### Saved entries

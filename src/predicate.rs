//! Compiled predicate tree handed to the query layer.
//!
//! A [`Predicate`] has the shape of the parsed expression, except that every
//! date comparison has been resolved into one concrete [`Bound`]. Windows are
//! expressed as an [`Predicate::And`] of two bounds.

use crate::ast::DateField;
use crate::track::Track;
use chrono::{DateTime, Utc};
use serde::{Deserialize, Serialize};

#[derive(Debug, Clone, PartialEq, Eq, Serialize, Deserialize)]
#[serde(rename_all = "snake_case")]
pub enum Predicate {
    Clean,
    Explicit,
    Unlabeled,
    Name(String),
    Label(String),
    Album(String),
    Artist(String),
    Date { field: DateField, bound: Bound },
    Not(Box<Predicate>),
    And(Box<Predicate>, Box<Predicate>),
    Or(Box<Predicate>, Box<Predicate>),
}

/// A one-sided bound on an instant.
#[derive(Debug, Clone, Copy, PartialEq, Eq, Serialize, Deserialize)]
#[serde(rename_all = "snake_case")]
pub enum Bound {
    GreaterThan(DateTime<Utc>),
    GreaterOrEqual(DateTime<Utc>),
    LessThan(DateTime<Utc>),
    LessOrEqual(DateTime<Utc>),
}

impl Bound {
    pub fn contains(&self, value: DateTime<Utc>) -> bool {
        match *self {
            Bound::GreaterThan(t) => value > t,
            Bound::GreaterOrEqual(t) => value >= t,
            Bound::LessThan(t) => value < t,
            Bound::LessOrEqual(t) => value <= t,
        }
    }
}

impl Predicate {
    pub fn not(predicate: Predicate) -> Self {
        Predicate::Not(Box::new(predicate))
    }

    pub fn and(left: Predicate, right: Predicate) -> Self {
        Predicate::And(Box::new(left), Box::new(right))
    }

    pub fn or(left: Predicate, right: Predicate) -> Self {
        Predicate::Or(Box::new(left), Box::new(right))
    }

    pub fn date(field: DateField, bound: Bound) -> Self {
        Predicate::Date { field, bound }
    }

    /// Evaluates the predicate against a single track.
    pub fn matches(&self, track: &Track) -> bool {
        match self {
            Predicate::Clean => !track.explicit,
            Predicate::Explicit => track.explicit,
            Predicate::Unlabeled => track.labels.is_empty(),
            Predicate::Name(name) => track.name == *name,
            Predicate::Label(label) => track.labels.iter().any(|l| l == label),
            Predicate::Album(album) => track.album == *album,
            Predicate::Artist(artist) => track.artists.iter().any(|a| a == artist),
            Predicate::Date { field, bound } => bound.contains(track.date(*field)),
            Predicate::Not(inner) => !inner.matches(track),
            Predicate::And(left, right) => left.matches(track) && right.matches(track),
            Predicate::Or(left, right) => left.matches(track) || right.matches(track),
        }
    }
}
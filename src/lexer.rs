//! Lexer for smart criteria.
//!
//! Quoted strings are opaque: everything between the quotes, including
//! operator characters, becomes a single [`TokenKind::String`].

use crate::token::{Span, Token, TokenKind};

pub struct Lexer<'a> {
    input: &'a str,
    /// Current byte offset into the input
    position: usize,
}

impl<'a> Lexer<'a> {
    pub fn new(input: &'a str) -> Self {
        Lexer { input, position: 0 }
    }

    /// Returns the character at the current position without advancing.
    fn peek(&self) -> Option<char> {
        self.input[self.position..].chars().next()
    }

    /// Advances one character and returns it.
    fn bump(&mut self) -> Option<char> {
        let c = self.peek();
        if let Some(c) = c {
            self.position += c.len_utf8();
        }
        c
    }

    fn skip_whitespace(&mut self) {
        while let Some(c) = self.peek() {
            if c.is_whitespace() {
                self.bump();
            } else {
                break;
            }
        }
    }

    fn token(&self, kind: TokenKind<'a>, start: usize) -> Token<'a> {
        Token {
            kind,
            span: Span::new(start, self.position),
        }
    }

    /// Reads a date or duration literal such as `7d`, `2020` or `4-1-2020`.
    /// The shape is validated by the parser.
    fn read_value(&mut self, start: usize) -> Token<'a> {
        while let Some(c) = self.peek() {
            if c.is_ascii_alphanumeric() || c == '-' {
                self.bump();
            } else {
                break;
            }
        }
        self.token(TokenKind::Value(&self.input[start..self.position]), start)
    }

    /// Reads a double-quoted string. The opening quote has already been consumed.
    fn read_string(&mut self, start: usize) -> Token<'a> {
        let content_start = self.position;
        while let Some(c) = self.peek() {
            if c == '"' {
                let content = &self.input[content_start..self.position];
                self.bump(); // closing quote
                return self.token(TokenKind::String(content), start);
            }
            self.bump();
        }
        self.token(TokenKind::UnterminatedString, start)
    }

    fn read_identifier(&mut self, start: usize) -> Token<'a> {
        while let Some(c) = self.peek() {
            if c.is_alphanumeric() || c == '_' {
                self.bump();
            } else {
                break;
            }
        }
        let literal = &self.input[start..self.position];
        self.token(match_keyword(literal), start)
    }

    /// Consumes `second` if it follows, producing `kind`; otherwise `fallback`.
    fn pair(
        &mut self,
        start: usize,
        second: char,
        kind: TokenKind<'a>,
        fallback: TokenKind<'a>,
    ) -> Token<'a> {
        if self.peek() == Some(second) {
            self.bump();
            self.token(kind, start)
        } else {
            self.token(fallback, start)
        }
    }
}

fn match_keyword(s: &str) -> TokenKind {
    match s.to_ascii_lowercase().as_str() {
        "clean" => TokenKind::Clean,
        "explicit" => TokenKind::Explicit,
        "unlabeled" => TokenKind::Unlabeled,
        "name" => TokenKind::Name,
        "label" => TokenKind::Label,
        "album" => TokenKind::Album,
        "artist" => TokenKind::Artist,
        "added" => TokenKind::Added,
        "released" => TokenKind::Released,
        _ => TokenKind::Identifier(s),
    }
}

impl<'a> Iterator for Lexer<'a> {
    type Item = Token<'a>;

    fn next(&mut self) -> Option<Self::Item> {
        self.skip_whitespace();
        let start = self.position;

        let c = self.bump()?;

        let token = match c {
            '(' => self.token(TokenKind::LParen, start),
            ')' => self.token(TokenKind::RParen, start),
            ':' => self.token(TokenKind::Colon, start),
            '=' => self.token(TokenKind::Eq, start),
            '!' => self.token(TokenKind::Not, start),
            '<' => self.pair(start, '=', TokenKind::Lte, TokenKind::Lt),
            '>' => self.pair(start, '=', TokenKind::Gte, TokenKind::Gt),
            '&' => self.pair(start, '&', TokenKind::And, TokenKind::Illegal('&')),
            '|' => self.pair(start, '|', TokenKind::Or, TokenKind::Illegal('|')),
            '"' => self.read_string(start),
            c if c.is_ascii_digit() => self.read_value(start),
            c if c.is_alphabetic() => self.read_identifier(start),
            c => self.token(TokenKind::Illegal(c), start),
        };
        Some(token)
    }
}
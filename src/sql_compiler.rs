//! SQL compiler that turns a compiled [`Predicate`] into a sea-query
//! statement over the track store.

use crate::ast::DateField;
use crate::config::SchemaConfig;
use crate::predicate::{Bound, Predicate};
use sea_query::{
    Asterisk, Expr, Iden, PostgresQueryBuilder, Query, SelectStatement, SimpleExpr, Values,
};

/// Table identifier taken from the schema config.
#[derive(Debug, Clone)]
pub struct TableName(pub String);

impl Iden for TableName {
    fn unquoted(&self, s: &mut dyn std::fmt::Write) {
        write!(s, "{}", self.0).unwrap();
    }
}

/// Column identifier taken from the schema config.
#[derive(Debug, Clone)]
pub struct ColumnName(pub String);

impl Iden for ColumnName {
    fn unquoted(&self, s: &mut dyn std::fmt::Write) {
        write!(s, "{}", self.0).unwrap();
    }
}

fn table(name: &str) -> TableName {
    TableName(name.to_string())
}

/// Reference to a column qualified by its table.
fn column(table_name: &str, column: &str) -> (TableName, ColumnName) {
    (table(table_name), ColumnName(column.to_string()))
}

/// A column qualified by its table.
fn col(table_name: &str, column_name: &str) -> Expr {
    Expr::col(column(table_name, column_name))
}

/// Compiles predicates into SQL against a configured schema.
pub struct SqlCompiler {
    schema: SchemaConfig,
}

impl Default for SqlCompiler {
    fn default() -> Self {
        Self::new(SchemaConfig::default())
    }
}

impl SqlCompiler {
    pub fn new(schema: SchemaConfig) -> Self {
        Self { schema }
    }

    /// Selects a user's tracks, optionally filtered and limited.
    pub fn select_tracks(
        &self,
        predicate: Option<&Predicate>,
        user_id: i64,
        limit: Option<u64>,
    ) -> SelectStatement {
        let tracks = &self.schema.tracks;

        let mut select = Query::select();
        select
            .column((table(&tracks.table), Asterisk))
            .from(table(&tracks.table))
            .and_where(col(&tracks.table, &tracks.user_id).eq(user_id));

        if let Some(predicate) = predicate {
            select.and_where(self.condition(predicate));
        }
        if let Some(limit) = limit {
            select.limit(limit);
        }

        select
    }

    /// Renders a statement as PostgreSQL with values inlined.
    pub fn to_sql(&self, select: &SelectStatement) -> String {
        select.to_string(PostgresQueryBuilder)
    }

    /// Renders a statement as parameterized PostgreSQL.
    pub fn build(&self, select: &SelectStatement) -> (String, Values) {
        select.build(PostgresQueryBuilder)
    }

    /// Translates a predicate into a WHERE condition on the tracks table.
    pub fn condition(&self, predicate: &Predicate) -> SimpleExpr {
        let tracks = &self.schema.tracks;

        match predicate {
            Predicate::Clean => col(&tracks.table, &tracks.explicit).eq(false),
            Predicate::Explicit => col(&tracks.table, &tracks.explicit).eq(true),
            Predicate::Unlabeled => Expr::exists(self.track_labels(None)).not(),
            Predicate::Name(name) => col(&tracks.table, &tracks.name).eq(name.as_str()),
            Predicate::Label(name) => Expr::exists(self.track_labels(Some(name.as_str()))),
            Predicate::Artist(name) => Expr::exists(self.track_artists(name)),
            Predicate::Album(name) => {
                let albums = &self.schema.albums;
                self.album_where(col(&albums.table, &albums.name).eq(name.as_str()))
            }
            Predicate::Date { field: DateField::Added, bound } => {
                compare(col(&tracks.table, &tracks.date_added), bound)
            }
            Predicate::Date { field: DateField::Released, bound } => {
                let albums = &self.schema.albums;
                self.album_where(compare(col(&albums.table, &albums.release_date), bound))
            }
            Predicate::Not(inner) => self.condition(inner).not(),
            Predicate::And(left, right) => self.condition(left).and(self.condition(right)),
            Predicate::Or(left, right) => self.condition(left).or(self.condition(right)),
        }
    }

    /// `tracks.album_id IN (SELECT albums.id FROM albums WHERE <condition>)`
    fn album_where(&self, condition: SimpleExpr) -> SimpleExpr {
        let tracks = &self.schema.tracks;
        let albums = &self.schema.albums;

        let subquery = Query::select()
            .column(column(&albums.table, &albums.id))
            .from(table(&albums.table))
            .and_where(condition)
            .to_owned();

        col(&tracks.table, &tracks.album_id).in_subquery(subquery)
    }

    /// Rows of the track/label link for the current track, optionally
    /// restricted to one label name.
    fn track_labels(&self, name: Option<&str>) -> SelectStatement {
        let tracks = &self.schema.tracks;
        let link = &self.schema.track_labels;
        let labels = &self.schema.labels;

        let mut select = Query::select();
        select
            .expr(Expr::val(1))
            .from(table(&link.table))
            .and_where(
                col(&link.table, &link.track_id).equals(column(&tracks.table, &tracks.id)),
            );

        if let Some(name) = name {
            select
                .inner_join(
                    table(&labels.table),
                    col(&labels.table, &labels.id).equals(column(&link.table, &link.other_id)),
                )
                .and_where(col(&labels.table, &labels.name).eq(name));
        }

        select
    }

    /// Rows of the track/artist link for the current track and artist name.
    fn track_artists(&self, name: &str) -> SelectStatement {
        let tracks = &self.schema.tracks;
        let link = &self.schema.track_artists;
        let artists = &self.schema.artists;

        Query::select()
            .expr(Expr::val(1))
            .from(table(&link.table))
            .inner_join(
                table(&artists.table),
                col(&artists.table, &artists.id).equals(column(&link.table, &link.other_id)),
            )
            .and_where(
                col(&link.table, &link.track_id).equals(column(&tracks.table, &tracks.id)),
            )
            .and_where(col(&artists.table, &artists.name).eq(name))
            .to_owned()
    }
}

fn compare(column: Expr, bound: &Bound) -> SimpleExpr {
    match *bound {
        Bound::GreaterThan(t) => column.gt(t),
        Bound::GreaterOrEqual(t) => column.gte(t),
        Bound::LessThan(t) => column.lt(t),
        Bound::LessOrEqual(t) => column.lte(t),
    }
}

### What is needed
Go over the data above and copy every line that has the word "Renders" in it.

### Finished exercise
    /// Renders a statement as PostgreSQL with values inlined.
    /// Renders a statement as parameterized PostgreSQL.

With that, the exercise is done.